Blogging in Education

I have been working on looking at what a number of local authorities are doing with blogging in education. There are a number of notable examples:

East Lothian Council - a number of staff including a head of service

Aberdeen City Council
- Primary 7 pupil blogs

Argyll and Bute - SSDN mentos will be blogging once they have been appointed in the autumn.

It's great to see what can be done with a bit of effort!

3 comments:

ab said...

Hi Gordon,

thanks for the mention of Argyll & Bute! We have quite a number of individuals and groups blogging here. Some were very early adopters with the 'BBC Island Blogging' scheme, and others have come onboard since.

I think it is vital to have LA 'buy-in'. I am fortunate enough to have people in high places happy to listen to what I have to say, and it has been very advantageous of late to pull together a very simple policy. We all need to communicate far more on a national level to raise the awareness of things though - too often it is classroom teachers that want to make use of emerging technologies, but those at authority level don't know enough about them.

ab said...

Hi Gordon,

thanks for the mention of Argyll & Bute! We have quite a number of individuals and groups blogging here. Some were very early adopters with the 'BBC Island Blogging' scheme, and others have come onboard since.

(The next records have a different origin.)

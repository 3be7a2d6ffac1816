//! Board scoring: a weighted sum of eight board features.
//!
//! # Features
//!
//! | Id          | Measures                                              |
//! |-------------|-------------------------------------------------------|
//! | `sum_height`| Sum of all column heights                             |
//! | `max_height`| Tallest column                                        |
//! | `rel_height`| Tallest column minus shortest column                  |
//! | `avg_height`| `sum_height / width`                                  |
//! | `holes`     | Empty cells below a column's top block                |
//! | `wells`     | Depth of columns sunk at least `min_well_depth` below both neighbours |
//! | `blockades` | Filled cells above at least one hole in their column  |
//! | `clears`    | Full rows                                             |
//!
//! Full rows are counted on the board as given; every other feature is measured as if
//! those rows had already been cleared. The board passed in is never modified.
//!
//! ```text
//! score = w₀·sum_height + w₁·max_height + w₂·rel_height + w₃·avg_height
//!       + w₄·holes + w₅·wells + w₆·blockades + w₇·clears
//! ```

use std::{
    borrow::Cow,
    fmt,
    num::ParseFloatError,
    ops::{Index, IndexMut},
    str::FromStr,
};

use gatetris_engine::Board;

/// One of the eight scored board features, in weight-vector order.
#[derive(Debug, Clone, Copy, PartialEq, Eq, Hash, PartialOrd, Ord)]
pub enum BoardFeature {
    SumHeight,
    MaxHeight,
    RelHeight,
    AvgHeight,
    Holes,
    Wells,
    Blockades,
    Clears,
}

impl BoardFeature {
    pub const LEN: usize = 8;

    pub const ALL: [Self; Self::LEN] = [
        Self::SumHeight,
        Self::MaxHeight,
        Self::RelHeight,
        Self::AvgHeight,
        Self::Holes,
        Self::Wells,
        Self::Blockades,
        Self::Clears,
    ];

    /// Stable identifier used in model files.
    #[must_use]
    pub const fn id(self) -> &'static str {
        match self {
            Self::SumHeight => "sum_height",
            Self::MaxHeight => "max_height",
            Self::RelHeight => "rel_height",
            Self::AvgHeight => "avg_height",
            Self::Holes => "holes",
            Self::Wells => "wells",
            Self::Blockades => "blockades",
            Self::Clears => "clears",
        }
    }

    #[must_use]
    pub const fn name(self) -> &'static str {
        match self {
            Self::SumHeight => "Sum of Heights",
            Self::MaxHeight => "Max Height",
            Self::RelHeight => "Relative Height",
            Self::AvgHeight => "Average Height",
            Self::Holes => "Holes",
            Self::Wells => "Wells",
            Self::Blockades => "Blockades",
            Self::Clears => "Cleared Lines",
        }
    }

    #[must_use]
    pub fn from_id(id: &str) -> Option<Self> {
        Self::ALL.into_iter().find(|feature| feature.id() == id)
    }

    const fn index(self) -> usize {
        self as usize
    }
}

/// Coefficients of the scoring function, one per [`BoardFeature`].
///
/// `Display` writes the values separated by single spaces and `FromStr` reads them
/// back, so the text form round-trips. A precision (`{:.2}`) is applied to every value,
/// which is handy for progress output.
///
/// # Example
///
/// ```
/// use gatetris_evaluator::scoring::{BoardFeature, Weights};
///
/// let weights: Weights = "2 -3 -3 -3 -3 -5 0 -10".parse().unwrap();
/// assert_eq!(weights, Weights::FIXED);
/// assert_eq!(weights[BoardFeature::Clears], -10.0);
/// assert_eq!(format!("{weights:.1}"), "2.0 -3.0 -3.0 -3.0 -3.0 -5.0 0.0 -10.0");
/// ```
#[derive(Debug, Clone, Copy, PartialEq)]
pub struct Weights([f64; BoardFeature::LEN]);

impl Default for Weights {
    fn default() -> Self {
        Self::FIXED
    }
}

impl Weights {
    /// Hand-tuned weights used when no trained weights are supplied.
    pub const FIXED: Self = Self([2.0, -3.0, -3.0, -3.0, -3.0, -5.0, 0.0, -10.0]);

    #[must_use]
    pub const fn new(values: [f64; BoardFeature::LEN]) -> Self {
        Self(values)
    }

    /// Builds weights from a slice, or returns `None` if it does not hold exactly eight
    /// values.
    #[must_use]
    pub fn from_slice(values: &[f64]) -> Option<Self> {
        values.try_into().ok().map(Self)
    }

    #[must_use]
    pub const fn as_array(&self) -> &[f64; BoardFeature::LEN] {
        &self.0
    }

    pub fn iter(&self) -> impl Iterator<Item = (BoardFeature, f64)> + '_ {
        BoardFeature::ALL.into_iter().zip(self.0.iter().copied())
    }
}

impl Index<BoardFeature> for Weights {
    type Output = f64;

    fn index(&self, feature: BoardFeature) -> &f64 {
        &self.0[feature.index()]
    }
}

impl IndexMut<BoardFeature> for Weights {
    fn index_mut(&mut self, feature: BoardFeature) -> &mut f64 {
        &mut self.0[feature.index()]
    }
}

impl fmt::Display for Weights {
    fn fmt(&self, f: &mut fmt::Formatter<'_>) -> fmt::Result {
        for (i, value) in self.0.iter().enumerate() {
            if i > 0 {
                f.write_str(" ")?;
            }
            match f.precision() {
                Some(precision) => write!(f, "{value:.precision$}")?,
                None => write!(f, "{value}")?,
            }
        }
        Ok(())
    }
}

#[derive(Debug, derive_more::Display, derive_more::Error)]
pub enum ParseWeightsError {
    #[display("invalid weight {value:?}")]
    InvalidNumber {
        value: String,
        source: ParseFloatError,
    },
    #[display("expected {} weights, found {found}", BoardFeature::LEN)]
    WrongArity { found: usize },
}

impl FromStr for Weights {
    type Err = ParseWeightsError;

    fn from_str(s: &str) -> Result<Self, Self::Err> {
        let values = s
            .split_whitespace()
            .map(|value| {
                value
                    .parse::<f64>()
                    .map_err(|source| ParseWeightsError::InvalidNumber {
                        value: value.to_owned(),
                        source,
                    })
            })
            .collect::<Result<Vec<_>, _>>()?;
        Self::from_slice(&values).ok_or(ParseWeightsError::WrongArity {
            found: values.len(),
        })
    }
}

/// Raw feature values of one board.
#[derive(Debug, Clone, Copy, PartialEq, Eq)]
pub struct BoardMetrics {
    width: usize,
    sum_height: usize,
    max_height: usize,
    min_height: usize,
    holes: usize,
    wells: usize,
    blockades: usize,
    clears: usize,
}

impl BoardMetrics {
    /// Measures `board` without modifying it.
    ///
    /// Full rows are counted first. If there are any, the other features are measured
    /// on a copy with those rows removed.
    #[must_use]
    pub fn measure(board: &Board, min_well_depth: usize) -> Self {
        let clears = board.full_rows();
        let board = if clears > 0 {
            Cow::Owned(board.without_full_rows())
        } else {
            Cow::Borrowed(board)
        };

        let heights = board.column_heights();
        let (holes, blockades) = holes_and_blockades(&board, &heights);
        Self {
            width: board.width(),
            sum_height: heights.iter().sum(),
            max_height: heights.iter().copied().max().unwrap_or(0),
            min_height: heights.iter().copied().min().unwrap_or(0),
            holes,
            wells: wells(&heights, min_well_depth),
            blockades,
            clears,
        }
    }

    #[must_use]
    #[expect(clippy::cast_precision_loss)]
    pub fn value(&self, feature: BoardFeature) -> f64 {
        match feature {
            BoardFeature::SumHeight => self.sum_height as f64,
            BoardFeature::MaxHeight => self.max_height as f64,
            BoardFeature::RelHeight => (self.max_height - self.min_height) as f64,
            BoardFeature::AvgHeight => self.sum_height as f64 / self.width as f64,
            BoardFeature::Holes => self.holes as f64,
            BoardFeature::Wells => self.wells as f64,
            BoardFeature::Blockades => self.blockades as f64,
            BoardFeature::Clears => self.clears as f64,
        }
    }

    #[must_use]
    pub fn sum_height(&self) -> usize {
        self.sum_height
    }

    #[must_use]
    pub fn max_height(&self) -> usize {
        self.max_height
    }

    #[must_use]
    pub fn min_height(&self) -> usize {
        self.min_height
    }

    #[must_use]
    pub fn holes(&self) -> usize {
        self.holes
    }

    #[must_use]
    pub fn wells(&self) -> usize {
        self.wells
    }

    #[must_use]
    pub fn blockades(&self) -> usize {
        self.blockades
    }

    #[must_use]
    pub fn clears(&self) -> usize {
        self.clears
    }
}

/// Counts holes and blockades column by column, scanning up from the floor to the
/// column height.
fn holes_and_blockades(board: &Board, heights: &[usize]) -> (usize, usize) {
    let mut holes = 0;
    let mut blockades = 0;
    for (x, &height) in heights.iter().enumerate() {
        let mut column_holes = 0;
        for y in 0..height {
            if board.cell(x, y).is_empty() {
                column_holes += 1;
            } else if column_holes > 0 {
                blockades += 1;
            }
        }
        holes += column_holes;
    }
    (holes, blockades)
}

/// Sums the depth of every well.
///
/// A column is a well when it is lower than both neighbours and the shorter neighbour
/// rises at least `min_depth` above it. Board edges count as infinitely tall, so an edge
/// column compares against its single neighbour.
#[must_use]
pub fn wells(heights: &[usize], min_depth: usize) -> usize {
    let neighbour = |i: Option<usize>| {
        i.and_then(|i| heights.get(i))
            .copied()
            .unwrap_or(usize::MAX)
    };
    heights
        .iter()
        .enumerate()
        .filter_map(|(x, &height)| {
            let left = neighbour(x.checked_sub(1));
            let right = neighbour(Some(x + 1));
            let rim = left.min(right);
            (rim != usize::MAX && height < rim).then(|| rim - height)
        })
        .filter(|&depth| depth >= min_depth)
        .sum()
}

/// Scores boards as a weighted sum of [`BoardMetrics`].
///
/// # Example
///
/// ```
/// use gatetris_engine::Board;
/// use gatetris_evaluator::scoring::{ScoringSystem, Weights};
///
/// let scoring = ScoringSystem::new(Weights::FIXED);
/// assert_eq!(scoring.score(&Board::standard()), 0.0);
/// ```
#[derive(Debug, Clone, PartialEq)]
pub struct ScoringSystem {
    weights: Weights,
    min_well_depth: usize,
}

impl Default for ScoringSystem {
    fn default() -> Self {
        Self::new(Weights::FIXED)
    }
}

impl ScoringSystem {
    pub const DEFAULT_MIN_WELL_DEPTH: usize = 3;

    #[must_use]
    pub fn new(weights: Weights) -> Self {
        Self {
            weights,
            min_well_depth: Self::DEFAULT_MIN_WELL_DEPTH,
        }
    }

    #[must_use]
    pub fn with_min_well_depth(mut self, min_well_depth: usize) -> Self {
        self.min_well_depth = min_well_depth;
        self
    }

    #[must_use]
    pub fn weights(&self) -> &Weights {
        &self.weights
    }

    pub fn set_weights(&mut self, weights: Weights) {
        self.weights = weights;
    }

    #[must_use]
    pub fn measure(&self, board: &Board) -> BoardMetrics {
        BoardMetrics::measure(board, self.min_well_depth)
    }

    /// Scores `board`; higher is better.
    #[must_use]
    pub fn score(&self, board: &Board) -> f64 {
        self.score_metrics(&self.measure(board))
    }

    #[must_use]
    pub fn score_metrics(&self, metrics: &BoardMetrics) -> f64 {
        self.weights
            .iter()
            .map(|(feature, weight)| weight * metrics.value(feature))
            .sum()
    }
}
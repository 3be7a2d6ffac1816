use std::{collections::BTreeMap, path::Path};

use chrono::{DateTime, Utc};
use gatetris_evaluator::scoring::{BoardFeature, Weights};
use serde::{Deserialize, Serialize};

use crate::util;

/// A trained weight set, keyed by feature id.
#[derive(Debug, Clone, Deserialize, Serialize)]
pub(crate) struct AiModel {
    pub name: String,
    pub trained_at: DateTime<Utc>,
    pub final_fitness: u64,
    pub weights: BTreeMap<String, f64>,
}

impl AiModel {
    pub(crate) fn new(name: String, final_fitness: u64, weights: &Weights) -> Self {
        Self {
            name,
            trained_at: Utc::now(),
            final_fitness,
            weights: BoardFeature::ALL
                .iter()
                .map(|feature| (feature.id().to_owned(), weights[*feature]))
                .collect(),
        }
    }

    pub(crate) fn open(path: &Path) -> anyhow::Result<Self> {
        util::read_json("AI model", path)
    }

    pub(crate) fn to_weights(&self) -> anyhow::Result<Weights> {
        let mut weights = Weights::new([0.0; BoardFeature::LEN]);
        for (feature_id, weight) in &self.weights {
            let feature = BoardFeature::from_id(feature_id)
                .ok_or_else(|| anyhow::anyhow!("Feature ID {feature_id} in model not found"))?;
            weights[feature] = *weight;
        }
        let missing: Vec<_> = BoardFeature::ALL
            .into_iter()
            .map(BoardFeature::id)
            .filter(|id| !self.weights.contains_key(*id))
            .collect();
        anyhow::ensure!(
            missing.is_empty(),
            "Model is missing weights for: {}",
            missing.join(", ")
        );
        Ok(weights)
    }
}

#[cfg(test)]
mod tests {
    use super::*;

    #[test]
    fn test_weights_round_trip_through_json() {
        let weights = Weights::new([0.5, -1.0, -2.0, 0.0, -7.25, -3.0, -1.5, 4.0]);
        let model = AiModel::new("test".to_owned(), 42, &weights);
        let json = serde_json::to_string(&model).unwrap();
        let loaded: AiModel = serde_json::from_str(&json).unwrap();
        assert_eq!(loaded.final_fitness, 42);
        assert_eq!(loaded.weights["holes"], -7.25);
        assert_eq!(loaded.to_weights().unwrap(), weights);
    }

    #[test]
    fn test_unknown_feature_is_rejected() {
        let mut model = AiModel::new("test".to_owned(), 0, &Weights::FIXED);
        model.weights.insert("bumpiness".to_owned(), 1.0);
        let err = model.to_weights().unwrap_err();
        assert!(err.to_string().contains("bumpiness"));
    }

    #[test]
    fn test_missing_feature_is_rejected() {
        let mut model = AiModel::new("test".to_owned(), 0, &Weights::FIXED);
        model.weights.remove("wells");
        let err = model.to_weights().unwrap_err();
        assert!(err.to_string().contains("wells"));
    }
}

I think it is vital to have LA 'buy-in'. I am fortunate enough to have people in high places happy to listen to what I have to say, and it has been very advantageous of late to pull together a very simple policy. We all need to communicate far more on a national level to raise the awareness of things though - too often it is classroom teachers that want to make use of emerging technologies, but those at authority level don't know enough about them.

harry said...

Hello Gordon

I think this is a most interesting area, because students are going to develop as bloggers whether we in education approve or do not. I imgaine that student bloggers will create their own communities that help learning in a way that emailing has not. For me, as I begin to get interested, I wonder where there is a discussion among educators about the potential here and what we can do to support it.